Low latency real-time translation

And it is in this context that the new step forward by DeepL, the German start-up that rose to prominence a few years ago thanks to its translation tool of the same name, fits in. Its latest announcement is Voice-to-Voice, a suite that intervenes in one of the most technologically complex areas of linguistic AI, namely real-time spoken communication, and more precisely the 'end-to-end' process that combines speech recognition (speech-to-text), neural translation and speech synthesis (text-to-speech) in a continuous, low-latency flow.

The central issue on which several solutions have run aground in the past is indeed latency, in view of the fact that - to make a multilingual conversation natural - a translation system must be able to capture speech, transcribe it and return it in vocal form within a few seconds, maintaining semantic coherence and fluency.

Hence the need for models that are optimised not only in terms of accuracy, but also in terms of speed of inference (the time it takes for an already trained AI model to analyse new data and produce a result) and the ability to handle unstructured input, e.g. rapid speech, different accents or background environmental noise.

Integration with collaboration platforms

The DeepL suite tries to meet these requirements through various application modules that reflect specific usage scenarios.

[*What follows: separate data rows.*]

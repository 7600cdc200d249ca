//! Five-field cron expressions.
//!
//! Schedules are written in the classic `minute hour day-of-month month
//! day-of-week` form. They are validated here and then translated into the
//! seconds-first form the job scheduler expects.
//!
//! When both day fields are restricted a time matches if either of them
//! does, as in classic cron. The job scheduler requires both, so such a
//! schedule is registered as two expressions.

use std::collections::BTreeSet;
use std::fmt;
use std::str::FromStr;

use chrono::{DateTime, Datelike, Timelike, Utc};

use crate::error::AppError;

const MONTH_NAMES: [&str; 12] = [
    "JAN", "FEB", "MAR", "APR", "MAY", "JUN", "JUL", "AUG", "SEP", "OCT", "NOV", "DEC",
];
const WEEKDAY_NAMES: [&str; 7] = ["SUN", "MON", "TUE", "WED", "THU", "FRI", "SAT"];

#[derive(Debug, Clone, Copy)]
struct FieldSpec {
    label: &'static str,
    min: u32,
    max: u32,
    names: &'static [&'static str],
    /// First name maps to this value.
    name_base: u32,
}

const MINUTE: FieldSpec = FieldSpec {
    label: "minute",
    min: 0,
    max: 59,
    names: &[],
    name_base: 0,
};
const HOUR: FieldSpec = FieldSpec {
    label: "hour",
    min: 0,
    max: 23,
    names: &[],
    name_base: 0,
};
const DAY_OF_MONTH: FieldSpec = FieldSpec {
    label: "day-of-month",
    min: 1,
    max: 31,
    names: &[],
    name_base: 0,
};
const MONTH: FieldSpec = FieldSpec {
    label: "month",
    min: 1,
    max: 12,
    names: &MONTH_NAMES,
    name_base: 1,
};
// 7 is accepted as an alias for Sunday and folded to 0 after parsing.
const DAY_OF_WEEK: FieldSpec = FieldSpec {
    label: "day-of-week",
    min: 0,
    max: 7,
    names: &WEEKDAY_NAMES,
    name_base: 0,
};

/// A parsed five-field cron schedule.
#[derive(Debug, Clone, PartialEq, Eq)]
pub struct CronSchedule {
    expression: String,
    minutes: BTreeSet<u32>,
    hours: BTreeSet<u32>,
    days_of_month: BTreeSet<u32>,
    months: BTreeSet<u32>,
    /// 0 = Sunday.
    days_of_week: BTreeSet<u32>,
}

impl CronSchedule {
    pub fn parse(expression: &str) -> Result<Self, AppError> {
        let fields: Vec<&str> = expression.split_whitespace().collect();
        if fields.len() != 5 {
            return Err(AppError::ConfigError(format!(
                "invalid cron expression '{expression}': expected 5 fields, found {}",
                fields.len()
            )));
        }

        let parse = |raw: &str, spec: FieldSpec| {
            parse_field(raw, spec).map_err(|reason| {
                AppError::ConfigError(format!(
                    "invalid cron expression '{expression}': {} field: {reason}",
                    spec.label
                ))
            })
        };

        let minutes = parse(fields[0], MINUTE)?;
        let hours = parse(fields[1], HOUR)?;
        let days_of_month = parse(fields[2], DAY_OF_MONTH)?;
        let months = parse(fields[3], MONTH)?;
        let days_of_week = parse(fields[4], DAY_OF_WEEK)?
            .into_iter()
            .map(|d| d % 7)
            .collect();

        Ok(Self {
            expression: fields.join(" "),
            minutes,
            hours,
            days_of_month,
            months,
            days_of_week,
        })
    }

    /// The normalized five-field expression.
    pub fn expression(&self) -> &str {
        &self.expression
    }

    /// Seconds-first, six-field expressions with firing pinned to second 0.
    ///
    /// Returns one expression, or two when both day fields are restricted:
    /// one keyed on the day of month and one on the weekday. Weekdays are
    /// emitted by name so the result does not depend on the scheduler's
    /// numbering of days.
    pub fn to_scheduler_expressions(&self) -> Vec<String> {
        let minutes = render_numeric(&self.minutes, MINUTE);
        let hours = render_numeric(&self.hours, HOUR);
        let dom = render_numeric(&self.days_of_month, DAY_OF_MONTH);
        let months = render_numeric(&self.months, MONTH);
        let dow = if self.days_of_week.len() == 7 {
            "*".to_string()
        } else {
            self.days_of_week
                .iter()
                .map(|d| WEEKDAY_NAMES[*d as usize])
                .collect::<Vec<_>>()
                .join(",")
        };

        if self.days_are_either() {
            vec![
                format!("0 {minutes} {hours} {dom} {months} *"),
                format!("0 {minutes} {hours} * {months} {dow}"),
            ]
        } else {
            vec![format!("0 {minutes} {hours} {dom} {months} {dow}")]
        }
    }

    /// Whether the schedule fires at `at` (seconds are ignored).
    pub fn matches(&self, at: DateTime<Utc>) -> bool {
        let dom = self.days_of_month.contains(&at.day());
        let dow = self
            .days_of_week
            .contains(&at.weekday().num_days_from_sunday());
        let day = if self.days_are_either() {
            dom || dow
        } else {
            dom && dow
        };
        day && self.minutes.contains(&at.minute())
            && self.hours.contains(&at.hour())
            && self.months.contains(&at.month())
    }

    fn days_are_either(&self) -> bool {
        self.days_of_month.len() < 31 && self.days_of_week.len() < 7
    }

    pub fn minutes(&self) -> &BTreeSet<u32> {
        &self.minutes
    }

    pub fn hours(&self) -> &BTreeSet<u32> {
        &self.hours
    }

    pub fn days_of_week(&self) -> &BTreeSet<u32> {
        &self.days_of_week
    }
}

impl FromStr for CronSchedule {
    type Err = AppError;

    fn from_str(s: &str) -> Result<Self, Self::Err> {
        Self::parse(s)
    }
}

impl fmt::Display for CronSchedule {
    fn fmt(&self, f: &mut fmt::Formatter<'_>) -> fmt::Result {
        f.write_str(&self.expression)
    }
}

fn render_numeric(values: &BTreeSet<u32>, spec: FieldSpec) -> String {
    if values.len() as u32 == spec.max - spec.min + 1 {
        return "*".to_string();
    }
    values
        .iter()
        .map(u32::to_string)
        .collect::<Vec<_>>()
        .join(",")
}

fn parse_field(raw: &str, spec: FieldSpec) -> Result<BTreeSet<u32>, String> {
    let mut values = BTreeSet::new();
    for item in raw.split(',') {
        if item.is_empty() {
            return Err(format!("empty list item in '{raw}'"));
        }
        let (range, step) = match item.split_once('/') {
            Some((range, step)) => {
                let step: u32 = step
                    .parse()
                    .map_err(|_| format!("invalid step '{step}'"))?;
                if step == 0 {
                    return Err("step must be at least 1".to_string());
                }
                (range, step)
            }
            None => (item, 1),
        };

        let (start, end) = if range == "*" {
            (spec.min, spec.max)
        } else if let Some((lo, hi)) = range.split_once('-') {
            let lo = parse_value(lo, spec)?;
            let hi = parse_value(hi, spec)?;
            if lo > hi {
                return Err(format!("range start {lo} is after end {hi}"));
            }
            (lo, hi)
        } else {
            let value = parse_value(range, spec)?;
            // `5/15` means "from 5 to the end, every 15".
            if item.contains('/') {
                (value, spec.max)
            } else {
                (value, value)
            }
        };

        values.extend((start..=end).step_by(step as usize));
    }
    Ok(values)
}

fn parse_value(raw: &str, spec: FieldSpec) -> Result<u32, String> {
    let upper = raw.to_ascii_uppercase();
    if let Some(pos) = spec.names.iter().position(|n| *n == upper) {
        return Ok(spec.name_base + pos as u32);
    }
    let value: u32 = raw.parse().map_err(|_| format!("invalid value '{raw}'"))?;
    if value < spec.min || value > spec.max {
        return Err(format!(
            "value {value} out of range {}-{}",
            spec.min, spec.max
        ));
    }
    Ok(value)
}
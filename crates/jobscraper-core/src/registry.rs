use std::sync::Arc;

use dashmap::DashMap;

use crate::models::{RunResult, SourceStatus};

/// Latest run result per source.
///
/// Cheap to clone; all clones share the same map. Writes are last-writer-wins,
/// so two overlapping runs of one source can overwrite each other's entry.
/// Compare `run_id` to tell which run an entry belongs to.
#[derive(Debug, Clone, Default)]
pub struct RunStatusRegistry {
    runs: Arc<DashMap<String, RunResult>>,
}

impl RunStatusRegistry {
    pub fn new() -> Self {
        Self::default()
    }

    pub fn record(&self, result: &RunResult) {
        self.runs.insert(result.source.clone(), result.clone());
    }

    pub fn get(&self, source: &str) -> Option<RunResult> {
        self.runs.get(source).map(|entry| entry.value().clone())
    }

    /// One row per source that has run at least once, sorted by name.
    pub fn statuses(&self) -> Vec<SourceStatus> {
        let mut statuses: Vec<SourceStatus> = self
            .runs
            .iter()
            .map(|entry| SourceStatus {
                name: entry.key().clone(),
                status: entry.value().status,
                jobs: entry.value().processed_jobs,
            })
            .collect();
        statuses.sort_by(|a, b| a.name.cmp(&b.name));
        statuses
    }

    pub fn is_empty(&self) -> bool {
        self.runs.is_empty()
    }
}
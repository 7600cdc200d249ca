use chrono::{TimeZone, Utc};
use jobscraper_core::error::AppError;
use jobscraper_core::models::Job;
use jobscraper_core::traits::JobStore;
use jobscraper_db::{Database, PgJobStore};

use crate::integration::common::setup_test_db;

fn enriched(url: &str) -> Job {
    Job {
        url: url.into(),
        title: "Backend Engineer".into(),
        description: "Build services".into(),
        company: "Acme AG".into(),
        location: "Zürich".into(),
        employment_type: "Full-time".into(),
        posting_date: Some(Utc.with_ymd_and_hms(2024, 3, 1, 0, 0, 0).unwrap()),
        expiration_date: None,
        is_active: true,
        job_categories: vec!["IT".into()],
        must_skills: vec!["Rust".into(), "SQL".into()],
        optional_skills: vec![],
        salary: "120000".into(),
        years_of_experience: 3,
        education_level: "Bachelor".into(),
        benefits: vec!["Gym".into()],
        company_size: 250,
        work_culture: "Hybrid".into(),
        remote: true,
        languages: vec!["German".into(), "English".into()],
    }
}

#[tokio::test]
async fn save_and_list_job() {
    let (pool, _container) = setup_test_db().await;
    let store = PgJobStore::new(pool);

    let job = enriched("https://www.jobs.ch/job/1");
    store.save_job(&job).await.unwrap();

    let jobs = store.list_jobs(10).await.unwrap();
    assert_eq!(jobs, vec![job]);
    assert_eq!(store.count_jobs().await.unwrap(), 1);
}

#[tokio::test]
async fn existing_urls_reflect_saved_jobs() {
    let (pool, _container) = setup_test_db().await;
    let store = PgJobStore::new(pool);

    assert!(store.get_existing_urls().await.unwrap().is_empty());

    store.save_job(&Job::raw("https://a", "")).await.unwrap();
    store.save_job(&Job::raw("https://b", "")).await.unwrap();

    let urls = store.get_existing_urls().await.unwrap();
    assert_eq!(urls.len(), 2);
    assert!(urls.contains("https://a"));
    assert!(urls.contains("https://b"));
}

#[tokio::test]
async fn duplicate_url_is_rejected() {
    let (pool, _container) = setup_test_db().await;
    let store = PgJobStore::new(pool);

    store.save_job(&enriched("https://dup")).await.unwrap();
    let err = store.save_job(&enriched("https://dup")).await.unwrap_err();

    assert!(matches!(err, AppError::DatabaseError(ref m) if m.contains("already stored")));
    assert_eq!(store.count_jobs().await.unwrap(), 1);
}

#[tokio::test]
async fn list_is_newest_first_and_limited() {
    let (pool, _container) = setup_test_db().await;
    let store = PgJobStore::new(pool);

    for i in 0..3 {
        store
            .save_job(&Job::raw(format!("https://job/{i}"), ""))
            .await
            .unwrap();
        // Small delay to ensure different timestamps
        tokio::time::sleep(std::time::Duration::from_millis(10)).await;
    }

    let jobs = store.list_jobs(2).await.unwrap();
    let urls: Vec<&str> = jobs.iter().map(|j| j.url.as_str()).collect();
    assert_eq!(urls, vec!["https://job/2", "https://job/1"]);
}

#[tokio::test]
async fn database_health_check() {
    let (pool, _container) = setup_test_db().await;
    let db = Database::from_pool(pool);

    db.health_check().await.unwrap();
    assert_eq!(db.job_store().count_jobs().await.unwrap(), 0);
}
use jobscraper_core::error::AppError;

/// Classify a failed `send()` into timeout, connection, or generic HTTP errors.
pub(crate) fn map_send_error(e: reqwest::Error, timeout_secs: u64) -> AppError {
    if e.is_timeout() {
        AppError::Timeout(timeout_secs)
    } else if e.is_connect() {
        AppError::NetworkError(format!("Connection failed: {e}"))
    } else {
        AppError::HttpError(e.to_string())
    }
}
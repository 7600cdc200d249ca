use sqlx::PgPool;
use sqlx::postgres::PgPoolOptions;
use testcontainers::core::{ContainerPort, WaitFor};
use testcontainers::runners::AsyncRunner;
use testcontainers::{ContainerAsync, GenericImage, ImageExt};

/// Schema statements, executed one at a time.
const MIGRATIONS: &[&str] = &[
    // 0001_jobs.sql
    r#"CREATE TABLE IF NOT EXISTS jobs (
        id UUID PRIMARY KEY DEFAULT gen_random_uuid(),
        url VARCHAR NOT NULL,
        title TEXT NOT NULL DEFAULT '',
        description TEXT NOT NULL DEFAULT '',
        company TEXT NOT NULL DEFAULT '',
        location TEXT NOT NULL DEFAULT '',
        employment_type TEXT NOT NULL DEFAULT '',
        posting_date TIMESTAMPTZ,
        expiration_date TIMESTAMPTZ,
        is_active BOOLEAN NOT NULL DEFAULT FALSE,
        job_categories TEXT[] NOT NULL DEFAULT '{}',
        must_skills TEXT[] NOT NULL DEFAULT '{}',
        optional_skills TEXT[] NOT NULL DEFAULT '{}',
        salary TEXT NOT NULL DEFAULT '',
        years_of_experience INTEGER NOT NULL DEFAULT 0,
        education_level TEXT NOT NULL DEFAULT '',
        benefits TEXT[] NOT NULL DEFAULT '{}',
        company_size INTEGER NOT NULL DEFAULT 0,
        work_culture TEXT NOT NULL DEFAULT '',
        remote BOOLEAN NOT NULL DEFAULT FALSE,
        languages TEXT[] NOT NULL DEFAULT '{}',
        created_at TIMESTAMPTZ NOT NULL DEFAULT NOW(),
        CONSTRAINT uq_jobs_url UNIQUE (url)
    )"#,
    r#"CREATE INDEX IF NOT EXISTS idx_jobs_created_at ON jobs(created_at DESC)"#,
];

/// Spins up a PostgreSQL container and returns a connected pool.
///
/// The `ContainerAsync` must be kept in scope for the test duration.
/// Dropping it will stop the container.
pub async fn setup_test_db() -> (PgPool, ContainerAsync<GenericImage>) {
    let container = GenericImage::new("postgres", "16")
        .with_exposed_port(ContainerPort::Tcp(5432))
        .with_wait_for(WaitFor::message_on_stderr(
            "database system is ready to accept connections",
        ))
        .with_env_var("POSTGRES_PASSWORD", "postgres")
        .with_env_var("POSTGRES_DB", "jobscraper_test")
        .start()
        .await
        .expect("Failed to start PostgreSQL container");

    let host = container.get_host().await.expect("Failed to get host");
    let port = container
        .get_host_port_ipv4(5432)
        .await
        .expect("Failed to get port");

    let connection_string = format!("postgresql://postgres:postgres@{host}:{port}/jobscraper_test");

    // Retry connection until container is fully ready
    const MAX_RETRIES: u32 = 30;
    let mut retries = 0;
    let pool = loop {
        match PgPoolOptions::new()
            .max_connections(5)
            .connect(&connection_string)
            .await
        {
            Ok(pool) => break pool,
            Err(e) => {
                retries += 1;
                if retries >= MAX_RETRIES {
                    panic!("Failed to connect to database after {MAX_RETRIES} retries: {e}");
                }
                tokio::time::sleep(std::time::Duration::from_millis(100)).await;
            }
        }
    };

    // Run migrations one statement at a time
    for migration in MIGRATIONS {
        sqlx::query(migration)
            .execute(&pool)
            .await
            .expect("Failed to run migration");
    }

    (pool, container)
}
use std::collections::HashSet;

use chrono::{DateTime, Utc};
use jobscraper_core::error::AppError;
use jobscraper_core::models::Job;
use jobscraper_core::traits::JobStore;
use sqlx::{PgPool, Pool, Postgres};
use uuid::Uuid;

const JOB_COLUMNS: &str = "id, url, title, description, company, location, employment_type, \
     posting_date, expiration_date, is_active, job_categories, must_skills, optional_skills, \
     salary, years_of_experience, education_level, benefits, company_size, work_culture, \
     remote, languages, created_at";

/// PostgreSQL-backed [`JobStore`]. The `jobs.url` unique constraint is the
/// source of truth for deduplication across runs.
#[derive(Clone)]
pub struct PgJobStore {
    pool: Pool<Postgres>,
}

impl PgJobStore {
    pub fn new(pool: PgPool) -> Self {
        Self { pool }
    }
}

fn map_save_error(e: sqlx::Error, url: &str) -> AppError {
    match &e {
        sqlx::Error::Database(db) if db.is_unique_violation() => {
            AppError::DatabaseError(format!("job already stored: {url}"))
        }
        _ => AppError::DatabaseError(e.to_string()),
    }
}

// -- Internal row type for sqlx deserialization --

#[derive(sqlx::FromRow)]
#[allow(dead_code)]
struct JobRow {
    id: Uuid,
    url: String,
    title: String,
    description: String,
    company: String,
    location: String,
    employment_type: String,
    posting_date: Option<DateTime<Utc>>,
    expiration_date: Option<DateTime<Utc>>,
    is_active: bool,
    job_categories: Vec<String>,
    must_skills: Vec<String>,
    optional_skills: Vec<String>,
    salary: String,
    years_of_experience: i32,
    education_level: String,
    benefits: Vec<String>,
    company_size: i32,
    work_culture: String,
    remote: bool,
    languages: Vec<String>,
    created_at: DateTime<Utc>,
}

impl From<JobRow> for Job {
    fn from(row: JobRow) -> Self {
        Job {
            url: row.url,
            title: row.title,
            description: row.description,
            company: row.company,
            location: row.location,
            employment_type: row.employment_type,
            posting_date: row.posting_date,
            expiration_date: row.expiration_date,
            is_active: row.is_active,
            job_categories: row.job_categories,
            must_skills: row.must_skills,
            optional_skills: row.optional_skills,
            salary: row.salary,
            years_of_experience: row.years_of_experience,
            education_level: row.education_level,
            benefits: row.benefits,
            company_size: row.company_size,
            work_culture: row.work_culture,
            remote: row.remote,
            languages: row.languages,
        }
    }
}

impl JobStore for PgJobStore {
    async fn get_existing_urls(&self) -> Result<HashSet<String>, AppError> {
        let urls: Vec<String> = sqlx::query_scalar("SELECT url FROM jobs")
            .fetch_all(&self.pool)
            .await
            .map_err(|e| AppError::DatabaseError(e.to_string()))?;

        Ok(urls.into_iter().collect())
    }

    async fn save_job(&self, job: &Job) -> Result<(), AppError> {
        sqlx::query(
            r#"
            INSERT INTO jobs (
                url, title, description, company, location, employment_type,
                posting_date, expiration_date, is_active, job_categories, must_skills,
                optional_skills, salary, years_of_experience, education_level, benefits,
                company_size, work_culture, remote, languages
            )
            VALUES ($1, $2, $3, $4, $5, $6, $7, $8, $9, $10, $11, $12, $13, $14, $15, $16, $17, $18, $19, $20)
            "#,
        )
        .bind(&job.url)
        .bind(&job.title)
        .bind(&job.description)
        .bind(&job.company)
        .bind(&job.location)
        .bind(&job.employment_type)
        .bind(job.posting_date)
        .bind(job.expiration_date)
        .bind(job.is_active)
        .bind(&job.job_categories)
        .bind(&job.must_skills)
        .bind(&job.optional_skills)
        .bind(&job.salary)
        .bind(job.years_of_experience)
        .bind(&job.education_level)
        .bind(&job.benefits)
        .bind(job.company_size)
        .bind(&job.work_culture)
        .bind(job.remote)
        .bind(&job.languages)
        .execute(&self.pool)
        .await
        .map_err(|e| map_save_error(e, &job.url))?;

        tracing::debug!(url = %job.url, "Job stored");
        Ok(())
    }

    async fn list_jobs(&self, limit: usize) -> Result<Vec<Job>, AppError> {
        let rows = sqlx::query_as::<_, JobRow>(&format!(
            "SELECT {JOB_COLUMNS} FROM jobs ORDER BY created_at DESC LIMIT $1"
        ))
        .bind(limit as i64)
        .fetch_all(&self.pool)
        .await
        .map_err(|e| AppError::DatabaseError(e.to_string()))?;

        Ok(rows.into_iter().map(Into::into).collect())
    }

    async fn count_jobs(&self) -> Result<i64, AppError> {
        sqlx::query_scalar("SELECT COUNT(*) FROM jobs")
            .fetch_one(&self.pool)
            .await
            .map_err(|e| AppError::DatabaseError(e.to_string()))
    }
}
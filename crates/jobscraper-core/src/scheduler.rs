//! Cron-driven run triggering.
//!
//! Each configured source gets one scheduled job per scheduler expression
//! (two when both of its day fields are restricted). A firing only asks the
//! [`RunControl`] to start a run; the run itself executes on its own task so a
//! slow run never delays the next firing.

use std::collections::BTreeMap;
use std::sync::Arc;

use chrono::{DateTime, Utc};
use tokio_cron_scheduler::{Job, JobScheduler};
use tokio_util::sync::CancellationToken;
use uuid::Uuid;

use crate::cron::CronSchedule;
use crate::error::AppError;
use crate::models::{ScraperConfig, TriggerReceipt};
use crate::runner::RunControl;

#[derive(Debug, Clone)]
struct ScheduledSource {
    cron: CronSchedule,
    pages: u32,
    job_ids: Vec<Uuid>,
}

/// Fires runs for every configured source on its cron schedule (UTC).
pub struct Scheduler {
    inner: JobScheduler,
    control: Arc<dyn RunControl>,
    schedules: BTreeMap<String, ScheduledSource>,
}

impl Scheduler {
    /// Parse every schedule, then register one job per source.
    ///
    /// Fails without registering anything if any expression is invalid.
    pub async fn new(
        control: Arc<dyn RunControl>,
        configs: &BTreeMap<String, ScraperConfig>,
    ) -> Result<Self, AppError> {
        let mut schedules = BTreeMap::new();
        for (name, config) in configs {
            config.validate(name)?;
            let cron = CronSchedule::parse(&config.schedule).map_err(|e| {
                AppError::ConfigError(format!("scraper {name}: {e}"))
            })?;
            schedules.insert(
                name.clone(),
                ScheduledSource {
                    cron,
                    pages: config.default_pages,
                    job_ids: Vec::new(),
                },
            );
        }

        let inner = JobScheduler::new().await?;
        for (name, entry) in &mut schedules {
            for expression in entry.cron.to_scheduler_expressions() {
                let job_control = Arc::clone(&control);
                let job_name = name.clone();
                let pages = entry.pages;

                let job = Job::new_async(expression.as_str(), move |_uuid, _lock| {
                    let control = Arc::clone(&job_control);
                    let name = job_name.clone();
                    Box::pin(async move {
                        let _ = fire(control.as_ref(), &name, pages);
                    })
                })?;
                entry.job_ids.push(inner.add(job).await?);
            }

            tracing::info!(
                source = %name,
                schedule = %entry.cron,
                pages = entry.pages,
                "Scheduled scraper"
            );
        }

        Ok(Self {
            inner,
            control,
            schedules,
        })
    }

    /// Source names with their normalized cron expression.
    pub fn entries(&self) -> Vec<(String, String)> {
        self.schedules
            .iter()
            .map(|(name, entry)| (name.clone(), entry.cron.to_string()))
            .collect()
    }

    /// Earliest upcoming firing of `source`, as tracked by the job scheduler.
    pub async fn next_firing(&self, source: &str) -> Result<Option<DateTime<Utc>>, AppError> {
        let entry = self
            .schedules
            .get(source)
            .ok_or_else(|| AppError::UnknownSource(source.to_string()))?;
        let mut inner = self.inner.clone();
        let mut next: Option<DateTime<Utc>> = None;
        for id in &entry.job_ids {
            if let Some(tick) = inner.next_tick_for_job(*id).await? {
                next = Some(next.map_or(tick, |current| current.min(tick)));
            }
        }
        Ok(next)
    }

    /// Start firing and block until `cancel` is triggered.
    ///
    /// Returning does not stop the schedule; call [`Scheduler::stop`].
    pub async fn start(&self, cancel: &CancellationToken) -> Result<(), AppError> {
        self.inner.start().await?;
        tracing::info!(sources = self.schedules.len(), "Scheduler started");
        cancel.cancelled().await;
        Ok(())
    }

    /// Halt all future firings. Runs already started keep going.
    pub async fn stop(&self) -> Result<(), AppError> {
        let mut inner = self.inner.clone();
        inner.shutdown().await?;
        tracing::info!("Scheduler stopped");
        Ok(())
    }

    /// Fire `source` immediately, as if its schedule had just matched.
    pub fn fire_now(&self, source: &str) -> Result<TriggerReceipt, AppError> {
        let entry = self
            .schedules
            .get(source)
            .ok_or_else(|| AppError::UnknownSource(source.to_string()))?;
        fire(self.control.as_ref(), source, entry.pages)
    }
}

fn fire(control: &dyn RunControl, source: &str, pages: u32) -> Result<TriggerReceipt, AppError> {
    tracing::info!(%source, pages, "Scheduled firing");
    control.trigger(source, Some(pages)).inspect_err(|e| {
        tracing::error!(%source, error = %e, "Scheduled run could not be started");
    })
}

Integration with collaboration platforms such as Microsoft Teams, Google Meet and Zoom also allows translation to be inserted directly into the flow of meetings and extends to broader operational contexts, including web and mobile applications to enable immediate interactions even in less structured contexts.

From an architectural point of view, what makes the difference (at least on paper) is the availability of APIs that open up voice translation functionality within enterprise applications such as contact centres and customer service tools. A further distinguishing feature of the new suite, according to those involved, is the management of terminology and the complexity of specialised language.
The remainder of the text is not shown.